Functional and molecular characterization of nitric oxide synthase in the endometrium and myometrium of pregnant sheep during the last third of gestation

Abstract

Objective: This study was undertaken to characterize the biochemical and expression profiles of the nitric oxide synthase isoforms present in the sheep uterus during late gestation. Study Design: Myometrium and endometrium were obtained from 28 time-mated pregnant sheep that were under halothane general anesthesia. Tissues were kept frozen at –80°C until they were homogenized for the measurement of (1) nitric oxide synthase activity according to the carbon 14–labeled arginine-citrulline conversion assay, (2) nitric oxide synthase protein mass according to Western blot analysis, and (3) nitric oxide synthase messenger ribonucleic acid according to the ribonuclease protection assay. The nitric oxide synthase activity assay included 8 parallel treatments for biochemical characterization, in particular with the arginase inhibitors ornithine and (+)-S-2-amino-5-iodoacetamidopentanoic acid.

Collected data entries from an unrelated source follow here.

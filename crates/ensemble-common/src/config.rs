//! ---
//! ens_section: "01-core-functionality"
//! ens_subsection: "module"
//! ens_type: "source"
//! ens_scope: "code"
//! ens_description: "Shared configuration and tracing primitives."
//! ens_version: "v0.1.0"
//! ens_owner: "tbd"
//! ---
use std::fs;
use std::path::{Path, PathBuf};
use std::time::Duration;

use anyhow::{anyhow, Context, Result};
use serde::{Deserialize, Serialize};
use serde_with::{serde_as, DurationMilliSeconds, DurationSeconds};
use tracing::debug;

use crate::logging::LogFormat;

/// Interval between two readiness probe attempts unless a strategy overrides it.
pub const DEFAULT_POLL_INTERVAL: Duration = Duration::from_millis(500);

/// Overall readiness deadline applied to a resource unless it overrides it.
pub const DEFAULT_STARTUP_TIMEOUT: Duration = Duration::from_secs(60);

/// Network name service providers use to attach fixture resources.
pub const DEFAULT_FIXTURES_NETWORK: &str = "fixtures";

fn default_poll_interval() -> Duration {
    DEFAULT_POLL_INTERVAL
}

fn default_startup_timeout() -> Duration {
    DEFAULT_STARTUP_TIMEOUT
}

fn default_fixtures_network() -> String {
    DEFAULT_FIXTURES_NETWORK.to_owned()
}

fn default_rpc_path() -> String {
    "/RPC2".to_owned()
}

fn default_request_timeout() -> Duration {
    Duration::from_secs(2)
}

fn default_logging_directory() -> PathBuf {
    PathBuf::from("target/logs")
}

fn default_log_format() -> LogFormat {
    LogFormat::Pretty
}

/// Primary configuration object for the harness.
#[derive(Debug, Clone, Default, Serialize, Deserialize)]
pub struct HarnessConfig {
    #[serde(default)]
    pub wait: WaitDefaults,
    #[serde(default)]
    pub ensemble: EnsembleConfig,
    #[serde(default)]
    pub supervisor: SupervisorConfig,
    #[serde(default)]
    pub logging: LoggingConfig,
}

/// Metadata describing where a [`HarnessConfig`] was loaded from.
#[derive(Debug, Clone)]
pub struct LoadedHarnessConfig {
    pub config: HarnessConfig,
    pub source: PathBuf,
}

impl HarnessConfig {
    pub const ENV_CONFIG_PATH: &'static str = "ENSEMBLE_CONFIG";

    /// Load configuration from disk, respecting the `ENSEMBLE_CONFIG` override.
    pub fn load<P: AsRef<Path>>(candidates: &[P]) -> Result<Self> {
        Ok(Self::load_with_source(candidates)?.config)
    }

    /// Load configuration from disk together with the effective source path.
    pub fn load_with_source<P: AsRef<Path>>(candidates: &[P]) -> Result<LoadedHarnessConfig> {
        if let Ok(env_path) = std::env::var(Self::ENV_CONFIG_PATH) {
            if !env_path.trim().is_empty() {
                let path = PathBuf::from(env_path);
                let config = Self::from_path(&path)?;
                return Ok(LoadedHarnessConfig {
                    config,
                    source: path,
                });
            }
        }

        for candidate in candidates {
            if candidate.as_ref().exists() {
                let path = candidate.as_ref().to_path_buf();
                let config = Self::from_path(&path)?;
                return Ok(LoadedHarnessConfig {
                    config,
                    source: path,
                });
            }
        }

        Err(anyhow!(
            "no configuration files found. inspected: {}",
            candidates
                .iter()
                .map(|p| p.as_ref().display().to_string())
                .collect::<Vec<_>>()
                .join(", ")
        ))
    }

    /// Load the first configuration file found, falling back to defaults when none exist.
    pub fn load_or_default<P: AsRef<Path>>(candidates: &[P]) -> Result<Self> {
        let env_set = std::env::var(Self::ENV_CONFIG_PATH)
            .map(|value| !value.trim().is_empty())
            .unwrap_or(false);
        if !env_set && !candidates.iter().any(|c| c.as_ref().exists()) {
            debug!("no harness configuration found; using defaults");
            return Ok(Self::default());
        }
        Self::load(candidates)
    }

    fn from_path(path: &Path) -> Result<Self> {
        debug!(config_path = %path.display(), "loading configuration");
        let contents = fs::read_to_string(path)
            .with_context(|| format!("unable to read config file {}", path.display()))?;
        let config = toml::from_str::<HarnessConfig>(&contents)
            .with_context(|| format!("failed to parse config file {}", path.display()))?;
        config.validate()?;
        Ok(config)
    }

    /// Validate structural invariants.
    pub fn validate(&self) -> Result<()> {
        self.wait.validate()?;
        self.ensemble.validate()?;
        if !self.supervisor.rpc_path.starts_with('/') {
            return Err(anyhow!(
                "supervisor rpc_path '{}' must start with '/'",
                self.supervisor.rpc_path
            ));
        }
        Ok(())
    }
}

impl std::str::FromStr for HarnessConfig {
    type Err = anyhow::Error;

    fn from_str(content: &str) -> std::result::Result<Self, Self::Err> {
        let config: HarnessConfig =
            toml::from_str(content).with_context(|| "failed to parse configuration")?;
        config.validate()?;
        Ok(config)
    }
}

/// Readiness polling defaults, documented once and shared by every wait strategy.
///
/// * `poll_interval_ms` is the delay between two probe attempts (500 ms).
/// * `startup_timeout_secs` is the overall deadline for a resource to become ready (60 s).
#[serde_as]
#[derive(Debug, Clone, Copy, PartialEq, Eq, Serialize, Deserialize)]
pub struct WaitDefaults {
    #[serde(rename = "poll_interval_ms", default = "default_poll_interval")]
    #[serde_as(as = "DurationMilliSeconds<u64>")]
    pub poll_interval: Duration,
    #[serde(rename = "startup_timeout_secs", default = "default_startup_timeout")]
    #[serde_as(as = "DurationSeconds<u64>")]
    pub startup_timeout: Duration,
}

impl Default for WaitDefaults {
    fn default() -> Self {
        Self {
            poll_interval: default_poll_interval(),
            startup_timeout: default_startup_timeout(),
        }
    }
}

impl WaitDefaults {
    pub fn validate(&self) -> Result<()> {
        if self.poll_interval.is_zero() {
            return Err(anyhow!("wait poll interval must be greater than zero"));
        }
        if self.startup_timeout < self.poll_interval {
            return Err(anyhow!(
                "wait startup timeout ({:?}) must not be shorter than the poll interval ({:?})",
                self.startup_timeout,
                self.poll_interval
            ));
        }
        Ok(())
    }
}

/// Ensemble-level settings.
#[derive(Debug, Clone, PartialEq, Eq, Serialize, Deserialize)]
pub struct EnsembleConfig {
    /// Pinned ensemble id. A random id is generated per start when unset.
    #[serde(default)]
    pub id: Option<String>,
    #[serde(default = "default_fixtures_network")]
    pub fixtures_network: String,
}

impl Default for EnsembleConfig {
    fn default() -> Self {
        Self {
            id: None,
            fixtures_network: default_fixtures_network(),
        }
    }
}

impl EnsembleConfig {
    pub fn validate(&self) -> Result<()> {
        if let Some(id) = &self.id {
            if id.trim().is_empty() {
                return Err(anyhow!("ensemble id must not be blank when set"));
            }
        }
        if self.fixtures_network.trim().is_empty() {
            return Err(anyhow!("fixtures network name must not be blank"));
        }
        Ok(())
    }
}

/// Remote process supervisor endpoint settings.
#[serde_as]
#[derive(Debug, Clone, PartialEq, Eq, Serialize, Deserialize)]
pub struct SupervisorConfig {
    #[serde(default = "default_rpc_path")]
    pub rpc_path: String,
    #[serde(rename = "request_timeout_ms", default = "default_request_timeout")]
    #[serde_as(as = "DurationMilliSeconds<u64>")]
    pub request_timeout: Duration,
}

impl Default for SupervisorConfig {
    fn default() -> Self {
        Self {
            rpc_path: default_rpc_path(),
            request_timeout: default_request_timeout(),
        }
    }
}

#[derive(Debug, Clone, Serialize, Deserialize)]
pub struct LoggingConfig {
    #[serde(default = "default_logging_directory")]
    pub directory: PathBuf,
    #[serde(default = "default_log_format")]
    pub format: LogFormat,
    #[serde(default)]
    pub file_prefix: Option<String>,
    /// Disable the rolling file layer, useful for short-lived test processes.
    #[serde(default)]
    pub stdout_only: bool,
}

impl Default for LoggingConfig {
    fn default() -> Self {
        Self {
            directory: default_logging_directory(),
            format: default_log_format(),
            file_prefix: None,
            stdout_only: false,
        }
    }
}

#[cfg(test)]
mod tests {
    use super::*;
    use std::io::Write;

    #[test]
    fn defaults_are_documented_values() {
        let config = HarnessConfig::default();
        assert_eq!(config.wait.poll_interval, Duration::from_millis(500));
        assert_eq!(config.wait.startup_timeout, Duration::from_secs(60));
        assert_eq!(config.ensemble.fixtures_network, "fixtures");
        assert_eq!(config.supervisor.rpc_path, "/RPC2");
        assert!(config.ensemble.id.is_none());
        config.validate().unwrap();
    }

    #[test]
    fn parses_partial_toml_with_defaults() {
        let config: HarnessConfig = r#"
            [wait]
            poll_interval_ms = 100

            [ensemble]
            id = "ci-run"
        "#
        .parse()
        .unwrap();
        assert_eq!(config.wait.poll_interval, Duration::from_millis(100));
        assert_eq!(config.wait.startup_timeout, DEFAULT_STARTUP_TIMEOUT);
        assert_eq!(config.ensemble.id.as_deref(), Some("ci-run"));
        assert_eq!(config.ensemble.fixtures_network, DEFAULT_FIXTURES_NETWORK);
    }

    #[test]
    fn rejects_zero_poll_interval() {
        let err = "[wait]\npoll_interval_ms = 0\n"
            .parse::<HarnessConfig>()
            .unwrap_err();
        assert!(err.to_string().contains("poll interval"));
    }

    #[test]
    fn rejects_timeout_shorter_than_interval() {
        let defaults = WaitDefaults {
            poll_interval: Duration::from_secs(5),
            startup_timeout: Duration::from_secs(1),
        };
        assert!(defaults.validate().is_err());
    }

    #[test]
    fn rejects_relative_rpc_path() {
        let err = "[supervisor]\nrpc_path = \"RPC2\"\n"
            .parse::<HarnessConfig>()
            .unwrap_err();
        assert!(err.to_string().contains("rpc_path"));
    }

    #[test]
    fn load_reads_first_existing_candidate() {
        let dir = tempfile::tempdir().unwrap();
        let path = dir.path().join("harness.toml");
        let mut file = fs::File::create(&path).unwrap();
        writeln!(file, "[wait]\nstartup_timeout_secs = 5").unwrap();

        let missing = dir.path().join("missing.toml");
        let loaded = HarnessConfig::load_with_source(&[missing, path.clone()]).unwrap();
        assert_eq!(loaded.source, path);
        assert_eq!(loaded.config.wait.startup_timeout, Duration::from_secs(5));
    }

    #[test]
    fn load_or_default_without_files_yields_defaults() {
        let dir = tempfile::tempdir().unwrap();
        let config = HarnessConfig::load_or_default(&[dir.path().join("absent.toml")]);
        // ENSEMBLE_CONFIG may be set by the surrounding environment; only assert the
        // default path when it is not.
        if std::env::var(HarnessConfig::ENV_CONFIG_PATH).is_err() {
            assert_eq!(config.unwrap().wait, WaitDefaults::default());
        }
    }
}
//! ---
//! ens_section: "07-readiness"
//! ens_subsection: "module"
//! ens_type: "source"
//! ens_scope: "code"
//! ens_description: "Readiness probes and wait strategies."
//! ens_version: "v0.1.0"
//! ens_owner: "tbd"
//! ---
#![warn(missing_docs)]
//! Readiness probes deciding when a started resource is usable.
//!
//! Every polling probe runs on top of [`IntervalRetry`]: transient failures
//! (refused connections, unexpected statuses, supervisor transport errors) are
//! logged, remembered as the last error and retried until the startup timeout
//! of the resource elapses.

use std::future::Future;
use std::time::Duration;

use async_trait::async_trait;
use ensemble_retry::IntervalRetry;
use parking_lot::Mutex;
use tracing::debug;

pub mod composite;
pub mod error;
pub mod http;
pub mod line_protocol;
pub mod ports;
pub mod strategy;
pub mod supervisor;
pub mod target;

pub use composite::AllWait;
pub use error::{AttemptError, PortUnreachable, WaitError};
pub use http::HttpWait;
pub use line_protocol::LineProtocolWait;
pub use ports::ListeningPortsWait;
pub use strategy::{Wait, WaitStrategy};
pub use supervisor::{SupervisorProcessesRunningWait, SupervisorRunningWait};
pub use target::{BoundPorts, WaitTarget};

/// Capability shared by every readiness probe.
#[async_trait]
pub trait ReadinessProbe: Send + Sync {
    /// Stable name reported in timeouts and logs.
    fn strategy_name(&self) -> &'static str;

    /// Resolve once `target` is ready, or fail when `startup_timeout` elapses.
    async fn wait_until_ready(
        &self,
        target: &WaitTarget,
        startup_timeout: Duration,
    ) -> Result<(), WaitError>;
}

/// Poll `attempt` until it succeeds, turning the deadline into [`WaitError::Timeout`]
/// whose source is the last failed attempt.
pub(crate) async fn poll_until_ready<F, Fut>(
    retry: &IntervalRetry,
    target: &WaitTarget,
    strategy: &'static str,
    startup_timeout: Duration,
    mut attempt: F,
) -> Result<(), WaitError>
where
    F: FnMut() -> Fut,
    Fut: Future<Output = Result<(), AttemptError>>,
{
    let last_error: Mutex<Option<AttemptError>> = Mutex::new(None);
    let last_error_ref = &last_error;

    retry
        .retry_until(
            || {
                let pending = attempt();
                async move {
                    match pending.await {
                        Ok(()) => true,
                        Err(reason) => {
                            debug!(
                                resource = target.resource_id(),
                                strategy,
                                error = %reason,
                                "resource not ready yet"
                            );
                            *last_error_ref.lock() = Some(reason);
                            false
                        }
                    }
                }
            },
            |ready| *ready,
            |timeout| WaitError::Timeout {
                resource: target.resource_id().to_owned(),
                strategy,
                elapsed: timeout.elapsed,
                last_error: last_error_ref.lock().take(),
            },
            startup_timeout,
        )
        .await
        .map(|_| ())
}
//! ---
//! ens_section: "06-resources"
//! ens_subsection: "module"
//! ens_type: "source"
//! ens_scope: "code"
//! ens_description: "Telnet server fixture descriptor."
//! ens_version: "v0.1.0"
//! ens_owner: "tbd"
//! ---
use std::sync::Arc;

use ensemble_common::HarnessConfig;
use ensemble_orchestrator::{EnsembleError, EnsembleId, ServicePairs};
use ensemble_runtime::{BindMode, ContainerRuntime, ContainerSpec, StartedNetwork};
use ensemble_wait::{LineProtocolWait, Wait, WaitStrategy};

use crate::{containerized, LOCALTIME};

/// Locally built Telnet server image.
pub const TELNET_SERVER_IMAGE: &str = "telnet-server:latest";
/// Telnet daemon port.
pub const TELNET_PORT: u16 = 8023;
/// Shell prompt printed once a session is open.
pub const TELNET_PROMPT: &str = "/ # ";
/// Service name of the fixture within an ensemble.
pub const TELNET_SERVER_ROLE: &str = "telnet-server";

/// Telnet server descriptor running `image`, sharing the host's timezone.
pub fn telnet_server(image: &str) -> ContainerSpec {
    ContainerSpec::new(image).with_bind_mount(LOCALTIME, LOCALTIME, BindMode::ReadOnly)
}

/// Ready once ports listen and a session shows the shell prompt.
pub fn telnet_server_ready() -> WaitStrategy {
    Wait::for_all(vec![
        Wait::for_listening_ports(),
        LineProtocolWait::new(TELNET_PORT)
            .with_prompt(TELNET_PROMPT)
            .into(),
    ])
}

/// Fixture provider attaching a Telnet server to the fixture network, polled
/// and timed per `config`.
pub fn telnet_server_fixture(
    runtime: Arc<dyn ContainerRuntime>,
    config: &HarnessConfig,
) -> impl Fn(&EnsembleId, &dyn StartedNetwork) -> Result<ServicePairs, EnsembleError> + Send + Sync + 'static
{
    let config = config.clone();
    move |id, network| {
        let spec = telnet_server(TELNET_SERVER_IMAGE)
            .with_name(id.scoped(TELNET_SERVER_ROLE))
            .with_network(network.name())
            .with_exposed_ports([TELNET_PORT])
            .with_wait_strategy(telnet_server_ready());
        Ok(containerized(TELNET_SERVER_ROLE, spec, &runtime, &config))
    }
}
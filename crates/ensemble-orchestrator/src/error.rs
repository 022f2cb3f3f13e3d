//! ---
//! ens_section: "04-orchestration"
//! ens_subsection: "module"
//! ens_type: "source"
//! ens_scope: "code"
//! ens_description: "Ensemble lifecycle orchestrator."
//! ens_version: "v0.1.0"
//! ens_owner: "tbd"
//! ---
use std::error::Error as StdError;
use std::fmt;

use ensemble_runtime::ResourceError;
use strum::{Display, IntoStaticStr};
use thiserror::Error;

use crate::started::StartedEnsemble;

/// Kind of resource an ensemble manages.
#[derive(Debug, Clone, Copy, PartialEq, Eq, Hash, Display, IntoStaticStr)]
#[strum(serialize_all = "lowercase")]
pub enum ResourceKind {
    /// A network.
    Network,
    /// A service.
    Service,
}

impl ResourceKind {
    /// Lowercase label used in log fields.
    pub fn as_str(self) -> &'static str {
        self.into()
    }
}

/// The ensemble definition cannot be started as registered.
#[derive(Debug, Clone, PartialEq, Eq, Error)]
pub enum ConfigurationError {
    /// Network providers produced nothing.
    #[error("ensemble has no networks; register at least one network provider")]
    NoNetworks,
    /// Service providers produced nothing.
    #[error("ensemble has no services; register at least one service provider")]
    NoServices,
    /// A service provider asked for a network that was not started.
    #[error("network '{name}' is not part of the ensemble")]
    MissingNetwork {
        /// Name that was looked up.
        name: String,
    },
    /// A provider rejected its input.
    #[error("invalid provider: {message}")]
    InvalidProvider {
        /// Provider-supplied reason.
        message: String,
    },
}

/// One resource that failed to stop during teardown.
#[derive(Debug)]
pub struct StopFailure {
    /// Resource kind.
    pub kind: ResourceKind,
    /// Resource name within its collection.
    pub name: String,
    /// Failure reported by the resource.
    pub source: ResourceError,
}

/// Every stop failure of one teardown, in the order they happened.
#[derive(Debug)]
pub struct TeardownError {
    failures: Vec<StopFailure>,
}

impl TeardownError {
    pub(crate) fn new(failures: Vec<StopFailure>) -> Self {
        Self { failures }
    }

    /// All failures, in teardown order.
    pub fn failures(&self) -> &[StopFailure] {
        &self.failures
    }

    /// Names of the resources that failed to stop.
    pub fn failed_names(&self) -> Vec<&str> {
        self.failures
            .iter()
            .map(|failure| failure.name.as_str())
            .collect()
    }
}

impl fmt::Display for TeardownError {
    fn fmt(&self, f: &mut fmt::Formatter<'_>) -> fmt::Result {
        write!(f, "failed to stop {} resource(s): ", self.failures.len())?;
        for (index, failure) in self.failures.iter().enumerate() {
            if index > 0 {
                f.write_str("; ")?;
            }
            write!(f, "{} '{}': {}", failure.kind, failure.name, failure.source)?;
        }
        Ok(())
    }
}

impl StdError for TeardownError {
    fn source(&self) -> Option<&(dyn StdError + 'static)> {
        self.failures
            .first()
            .map(|failure| &failure.source as &(dyn StdError + 'static))
    }
}

/// Errors raised by the ensemble lifecycle.
///
/// Start failures raised after the first network is up carry the resources
/// started so far; see [`EnsembleError::into_partial`].
#[derive(Debug, Error)]
pub enum EnsembleError {
    /// The ensemble definition is unusable. Nothing was started.
    #[error(transparent)]
    Configuration(#[from] ConfigurationError),
    /// A service provider failed, or produced nothing, after networks started.
    #[error("ensemble start aborted: {source}")]
    Aborted {
        /// Provider failure.
        #[source]
        source: ConfigurationError,
        /// Networks started before the failure.
        partial: Box<StartedEnsemble>,
    },
    /// A network failed to start.
    #[error("failed to start network '{name}': {source}")]
    NetworkStart {
        /// Network name.
        name: String,
        /// Underlying failure.
        #[source]
        source: ResourceError,
        /// Networks started before it.
        partial: Box<StartedEnsemble>,
    },
    /// A service failed to start.
    #[error("failed to start service '{name}': {source}")]
    ServiceStart {
        /// Service name.
        name: String,
        /// Underlying failure.
        #[source]
        source: ResourceError,
        /// Networks and services started before it.
        partial: Box<StartedEnsemble>,
    },
    /// At least one resource failed to stop.
    #[error(transparent)]
    Teardown(#[from] TeardownError),
}

impl EnsembleError {
    /// Shorthand for a provider rejecting its input.
    pub fn invalid_provider(message: impl Into<String>) -> Self {
        ConfigurationError::InvalidProvider {
            message: message.into(),
        }
        .into()
    }

    /// Configuration error, if this is one or it aborted a start.
    pub fn as_configuration(&self) -> Option<&ConfigurationError> {
        match self {
            Self::Configuration(err) | Self::Aborted { source: err, .. } => Some(err),
            _ => None,
        }
    }

    /// Resources left running by a failed start.
    pub fn partial(&self) -> Option<&StartedEnsemble> {
        match self {
            Self::Aborted { partial, .. }
            | Self::NetworkStart { partial, .. }
            | Self::ServiceStart { partial, .. } => Some(partial.as_ref()),
            _ => None,
        }
    }

    /// Take ownership of the resources left running by a failed start so
    /// they can be stopped.
    pub fn into_partial(self) -> Option<StartedEnsemble> {
        match self {
            Self::Aborted { partial, .. }
            | Self::NetworkStart { partial, .. }
            | Self::ServiceStart { partial, .. } => Some(*partial),
            _ => None,
        }
    }
}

Results: The biochemical characterization of nitric oxide synthase indicated that the predominant form of nitric oxide synthase in endometrium and myometrium (80%-90%) was calcium-calmodulin dependent. In endometrium 50% of reduced nicotinamide adenine dinucleotide–dependent arginine metabolism was accounted for by the presence of alternative arginine metabolic pathways. Expressions of type 1 and type 3 nitric oxide synthase were demonstrated in endometrium and myometrium by Western blot and ribonuclease protection assay. Although no significant decrease in nitric oxide synthase activity or protein mass was observed, a significant decrease in myometrial type 1 nitric oxide synthase messenger ribonucleic acid occurred in sheep not in labor at 140 days’ gestation ( P < .05 by analysis of variance; term is 144 ± 5 days). Conclusion: In the gravid sheep uterus the predominant nitric oxide synthase isoforms are type 1 in myometrium and type 3 in endometrium. Despite a decrease in type 1 nitric oxide synthase messenger ribonucleic acid, enzymatic activity and type 1 nitric oxide synthase protein mass do not decrease before parturition. (Am J Obstet Gynecol 1999;181:116-25.)